╔══
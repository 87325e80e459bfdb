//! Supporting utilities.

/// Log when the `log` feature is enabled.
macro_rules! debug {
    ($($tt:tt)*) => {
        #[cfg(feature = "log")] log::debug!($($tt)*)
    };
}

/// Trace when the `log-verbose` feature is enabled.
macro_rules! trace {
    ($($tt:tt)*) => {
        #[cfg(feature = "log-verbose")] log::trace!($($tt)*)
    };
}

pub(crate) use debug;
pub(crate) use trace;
╚══
╔══
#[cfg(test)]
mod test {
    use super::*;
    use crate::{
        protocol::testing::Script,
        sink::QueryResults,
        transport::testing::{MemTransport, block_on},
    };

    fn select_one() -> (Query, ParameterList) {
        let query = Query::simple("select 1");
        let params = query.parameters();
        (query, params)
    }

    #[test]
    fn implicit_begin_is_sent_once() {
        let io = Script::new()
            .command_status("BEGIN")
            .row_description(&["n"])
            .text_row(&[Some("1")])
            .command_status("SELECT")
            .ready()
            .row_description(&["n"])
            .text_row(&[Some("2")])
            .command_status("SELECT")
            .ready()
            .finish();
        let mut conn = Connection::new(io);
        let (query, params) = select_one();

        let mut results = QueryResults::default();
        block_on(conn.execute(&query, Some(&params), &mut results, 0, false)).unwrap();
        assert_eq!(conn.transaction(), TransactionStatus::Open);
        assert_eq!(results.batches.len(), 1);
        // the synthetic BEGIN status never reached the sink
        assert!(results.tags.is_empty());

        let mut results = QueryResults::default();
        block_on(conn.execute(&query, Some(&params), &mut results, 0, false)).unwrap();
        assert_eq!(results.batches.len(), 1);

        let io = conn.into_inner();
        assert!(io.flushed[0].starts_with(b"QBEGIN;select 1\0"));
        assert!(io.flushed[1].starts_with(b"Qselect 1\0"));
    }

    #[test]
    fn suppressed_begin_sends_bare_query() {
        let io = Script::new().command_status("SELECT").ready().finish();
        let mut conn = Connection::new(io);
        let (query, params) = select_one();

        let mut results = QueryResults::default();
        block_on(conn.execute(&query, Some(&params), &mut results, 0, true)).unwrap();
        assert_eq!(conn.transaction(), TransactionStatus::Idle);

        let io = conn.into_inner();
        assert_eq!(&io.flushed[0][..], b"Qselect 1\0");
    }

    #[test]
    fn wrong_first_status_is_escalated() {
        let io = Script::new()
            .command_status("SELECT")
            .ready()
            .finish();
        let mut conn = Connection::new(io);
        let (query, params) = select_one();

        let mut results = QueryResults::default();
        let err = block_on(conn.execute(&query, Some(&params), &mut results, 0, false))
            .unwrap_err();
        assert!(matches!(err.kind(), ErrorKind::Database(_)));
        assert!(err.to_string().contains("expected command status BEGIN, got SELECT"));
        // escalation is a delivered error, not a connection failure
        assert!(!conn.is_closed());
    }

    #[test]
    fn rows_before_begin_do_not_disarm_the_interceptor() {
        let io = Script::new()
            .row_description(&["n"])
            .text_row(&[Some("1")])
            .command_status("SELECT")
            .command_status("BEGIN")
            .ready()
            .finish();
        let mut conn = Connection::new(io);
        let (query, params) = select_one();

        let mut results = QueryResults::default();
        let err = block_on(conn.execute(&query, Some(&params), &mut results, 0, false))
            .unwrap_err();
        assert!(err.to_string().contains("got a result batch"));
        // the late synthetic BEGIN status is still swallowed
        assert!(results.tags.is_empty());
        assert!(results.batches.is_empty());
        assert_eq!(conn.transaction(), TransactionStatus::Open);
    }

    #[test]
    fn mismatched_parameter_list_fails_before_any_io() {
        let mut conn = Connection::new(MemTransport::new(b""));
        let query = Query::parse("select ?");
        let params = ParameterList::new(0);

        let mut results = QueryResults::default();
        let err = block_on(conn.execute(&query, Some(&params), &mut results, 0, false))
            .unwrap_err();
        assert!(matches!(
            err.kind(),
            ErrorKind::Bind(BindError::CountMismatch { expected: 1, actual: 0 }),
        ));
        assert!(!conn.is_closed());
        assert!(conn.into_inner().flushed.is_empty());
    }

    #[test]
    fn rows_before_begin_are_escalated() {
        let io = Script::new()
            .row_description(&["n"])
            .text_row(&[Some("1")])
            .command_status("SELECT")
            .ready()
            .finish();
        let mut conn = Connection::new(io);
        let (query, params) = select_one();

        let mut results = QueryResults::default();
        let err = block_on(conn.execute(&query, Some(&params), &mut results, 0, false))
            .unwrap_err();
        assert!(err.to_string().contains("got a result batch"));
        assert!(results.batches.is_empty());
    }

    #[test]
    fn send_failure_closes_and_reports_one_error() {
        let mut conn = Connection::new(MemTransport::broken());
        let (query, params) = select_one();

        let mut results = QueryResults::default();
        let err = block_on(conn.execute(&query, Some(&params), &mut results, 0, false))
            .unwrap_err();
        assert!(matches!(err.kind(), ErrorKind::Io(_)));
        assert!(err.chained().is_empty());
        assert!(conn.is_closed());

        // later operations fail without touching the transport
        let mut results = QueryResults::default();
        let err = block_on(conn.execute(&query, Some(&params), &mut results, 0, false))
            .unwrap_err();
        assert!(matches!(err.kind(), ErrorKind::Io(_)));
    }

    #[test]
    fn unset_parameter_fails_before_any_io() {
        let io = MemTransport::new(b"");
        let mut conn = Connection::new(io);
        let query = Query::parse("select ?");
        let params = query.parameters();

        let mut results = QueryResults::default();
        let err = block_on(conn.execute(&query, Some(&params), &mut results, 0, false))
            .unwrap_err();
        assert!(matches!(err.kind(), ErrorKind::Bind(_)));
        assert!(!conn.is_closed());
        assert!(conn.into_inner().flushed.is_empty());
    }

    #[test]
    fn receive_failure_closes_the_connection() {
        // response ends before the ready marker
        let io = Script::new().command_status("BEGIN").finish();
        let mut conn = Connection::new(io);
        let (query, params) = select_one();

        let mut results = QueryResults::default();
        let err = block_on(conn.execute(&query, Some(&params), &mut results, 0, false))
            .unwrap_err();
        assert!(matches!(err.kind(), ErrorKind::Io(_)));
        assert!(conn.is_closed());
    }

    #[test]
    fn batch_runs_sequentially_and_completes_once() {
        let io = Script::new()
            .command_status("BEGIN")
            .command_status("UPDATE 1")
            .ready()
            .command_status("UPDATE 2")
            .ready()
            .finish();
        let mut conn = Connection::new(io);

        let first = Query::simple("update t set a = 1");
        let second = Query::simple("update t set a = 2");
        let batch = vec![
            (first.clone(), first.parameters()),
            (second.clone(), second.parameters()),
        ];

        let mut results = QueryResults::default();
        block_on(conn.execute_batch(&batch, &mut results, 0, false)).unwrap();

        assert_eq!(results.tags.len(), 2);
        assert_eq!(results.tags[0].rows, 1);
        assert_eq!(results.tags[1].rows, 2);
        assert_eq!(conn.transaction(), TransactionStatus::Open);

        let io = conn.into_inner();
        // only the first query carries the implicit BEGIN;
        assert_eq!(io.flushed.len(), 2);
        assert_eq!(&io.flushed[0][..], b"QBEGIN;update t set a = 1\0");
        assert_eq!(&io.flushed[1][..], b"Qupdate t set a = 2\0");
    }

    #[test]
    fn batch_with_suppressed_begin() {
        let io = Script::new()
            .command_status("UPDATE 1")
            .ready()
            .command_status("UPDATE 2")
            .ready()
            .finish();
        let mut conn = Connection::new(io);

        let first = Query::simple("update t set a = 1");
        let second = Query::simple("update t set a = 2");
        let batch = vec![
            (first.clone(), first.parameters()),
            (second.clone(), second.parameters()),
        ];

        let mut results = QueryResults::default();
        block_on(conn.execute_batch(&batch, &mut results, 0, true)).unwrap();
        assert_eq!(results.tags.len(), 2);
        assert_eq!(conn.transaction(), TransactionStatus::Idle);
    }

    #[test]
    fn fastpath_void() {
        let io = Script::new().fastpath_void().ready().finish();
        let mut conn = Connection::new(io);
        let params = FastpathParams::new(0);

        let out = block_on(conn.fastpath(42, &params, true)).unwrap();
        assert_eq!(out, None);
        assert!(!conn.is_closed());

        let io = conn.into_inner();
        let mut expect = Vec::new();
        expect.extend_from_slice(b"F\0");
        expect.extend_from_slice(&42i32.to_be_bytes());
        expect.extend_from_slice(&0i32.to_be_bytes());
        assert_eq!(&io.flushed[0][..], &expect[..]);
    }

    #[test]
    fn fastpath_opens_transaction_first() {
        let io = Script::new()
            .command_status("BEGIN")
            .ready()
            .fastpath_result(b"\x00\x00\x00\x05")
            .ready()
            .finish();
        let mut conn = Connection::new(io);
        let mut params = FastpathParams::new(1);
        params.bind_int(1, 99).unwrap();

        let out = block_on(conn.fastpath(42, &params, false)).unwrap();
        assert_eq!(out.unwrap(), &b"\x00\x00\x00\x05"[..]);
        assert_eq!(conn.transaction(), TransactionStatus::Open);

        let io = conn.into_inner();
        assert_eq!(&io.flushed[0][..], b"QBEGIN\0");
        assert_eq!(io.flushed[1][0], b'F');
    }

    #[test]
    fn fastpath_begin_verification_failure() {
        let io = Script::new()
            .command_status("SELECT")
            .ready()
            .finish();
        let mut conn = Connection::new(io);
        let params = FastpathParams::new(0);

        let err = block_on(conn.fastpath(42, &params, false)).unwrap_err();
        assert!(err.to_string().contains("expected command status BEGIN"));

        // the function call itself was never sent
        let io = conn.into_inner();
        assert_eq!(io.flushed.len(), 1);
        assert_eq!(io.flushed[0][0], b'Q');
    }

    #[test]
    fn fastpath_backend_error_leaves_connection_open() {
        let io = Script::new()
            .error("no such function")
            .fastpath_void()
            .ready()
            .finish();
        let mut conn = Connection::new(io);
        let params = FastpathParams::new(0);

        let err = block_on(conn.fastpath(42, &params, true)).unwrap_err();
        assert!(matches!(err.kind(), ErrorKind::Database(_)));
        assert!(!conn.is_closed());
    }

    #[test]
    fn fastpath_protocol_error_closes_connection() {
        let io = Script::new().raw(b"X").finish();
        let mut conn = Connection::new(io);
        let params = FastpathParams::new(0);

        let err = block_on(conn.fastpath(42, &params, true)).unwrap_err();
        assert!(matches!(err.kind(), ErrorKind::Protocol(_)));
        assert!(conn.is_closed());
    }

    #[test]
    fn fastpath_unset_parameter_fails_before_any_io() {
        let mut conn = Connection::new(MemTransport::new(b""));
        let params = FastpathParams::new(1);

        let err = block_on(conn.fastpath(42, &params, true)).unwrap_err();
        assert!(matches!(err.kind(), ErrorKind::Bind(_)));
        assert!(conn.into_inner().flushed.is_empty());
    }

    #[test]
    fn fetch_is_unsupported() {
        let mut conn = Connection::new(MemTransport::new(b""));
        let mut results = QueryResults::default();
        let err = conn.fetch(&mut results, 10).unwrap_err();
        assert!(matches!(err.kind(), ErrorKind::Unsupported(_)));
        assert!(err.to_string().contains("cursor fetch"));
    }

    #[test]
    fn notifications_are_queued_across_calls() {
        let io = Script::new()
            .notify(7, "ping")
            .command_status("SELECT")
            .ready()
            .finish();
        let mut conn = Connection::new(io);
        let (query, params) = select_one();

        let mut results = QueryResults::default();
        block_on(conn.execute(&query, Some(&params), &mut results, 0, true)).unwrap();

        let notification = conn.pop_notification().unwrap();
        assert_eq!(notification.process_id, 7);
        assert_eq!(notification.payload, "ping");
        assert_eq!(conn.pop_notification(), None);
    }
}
╚══
╔══
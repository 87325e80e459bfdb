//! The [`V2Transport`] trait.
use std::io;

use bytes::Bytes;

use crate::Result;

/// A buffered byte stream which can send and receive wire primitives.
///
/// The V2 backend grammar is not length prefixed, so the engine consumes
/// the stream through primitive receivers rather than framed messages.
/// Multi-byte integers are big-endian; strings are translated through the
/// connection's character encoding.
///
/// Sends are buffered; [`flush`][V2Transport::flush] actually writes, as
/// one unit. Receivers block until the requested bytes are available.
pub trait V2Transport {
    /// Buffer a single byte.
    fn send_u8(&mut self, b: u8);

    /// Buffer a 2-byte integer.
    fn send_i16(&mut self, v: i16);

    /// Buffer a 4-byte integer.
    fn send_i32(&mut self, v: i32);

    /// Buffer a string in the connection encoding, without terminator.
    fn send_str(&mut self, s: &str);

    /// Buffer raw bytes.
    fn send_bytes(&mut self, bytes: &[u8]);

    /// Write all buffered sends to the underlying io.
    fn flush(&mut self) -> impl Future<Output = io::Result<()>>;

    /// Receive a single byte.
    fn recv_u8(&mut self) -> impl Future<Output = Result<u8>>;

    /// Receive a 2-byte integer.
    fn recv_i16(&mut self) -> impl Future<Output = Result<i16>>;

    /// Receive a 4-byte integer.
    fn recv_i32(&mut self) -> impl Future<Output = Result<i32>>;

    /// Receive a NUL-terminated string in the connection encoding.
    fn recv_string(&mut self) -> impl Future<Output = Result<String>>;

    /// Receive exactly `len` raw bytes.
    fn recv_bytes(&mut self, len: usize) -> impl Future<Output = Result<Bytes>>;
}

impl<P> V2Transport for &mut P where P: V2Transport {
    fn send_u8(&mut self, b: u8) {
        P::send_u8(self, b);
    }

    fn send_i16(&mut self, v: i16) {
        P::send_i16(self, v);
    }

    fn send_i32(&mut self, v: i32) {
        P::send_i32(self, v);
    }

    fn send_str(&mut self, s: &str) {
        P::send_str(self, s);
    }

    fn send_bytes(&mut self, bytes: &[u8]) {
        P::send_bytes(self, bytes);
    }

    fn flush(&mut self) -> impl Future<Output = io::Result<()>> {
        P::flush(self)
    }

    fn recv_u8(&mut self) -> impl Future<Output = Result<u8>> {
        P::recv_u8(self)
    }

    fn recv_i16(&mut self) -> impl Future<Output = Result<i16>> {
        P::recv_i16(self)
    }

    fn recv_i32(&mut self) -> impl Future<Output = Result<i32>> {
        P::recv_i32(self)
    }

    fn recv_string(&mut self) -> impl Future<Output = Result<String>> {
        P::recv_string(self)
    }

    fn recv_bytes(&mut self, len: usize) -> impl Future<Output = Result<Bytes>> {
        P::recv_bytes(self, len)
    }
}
╚══
• **YOUR ASSIGNMENT**: Report how many lines of the listing carry the word "feature", and add nothing.

• **ANSWER BOX**: 4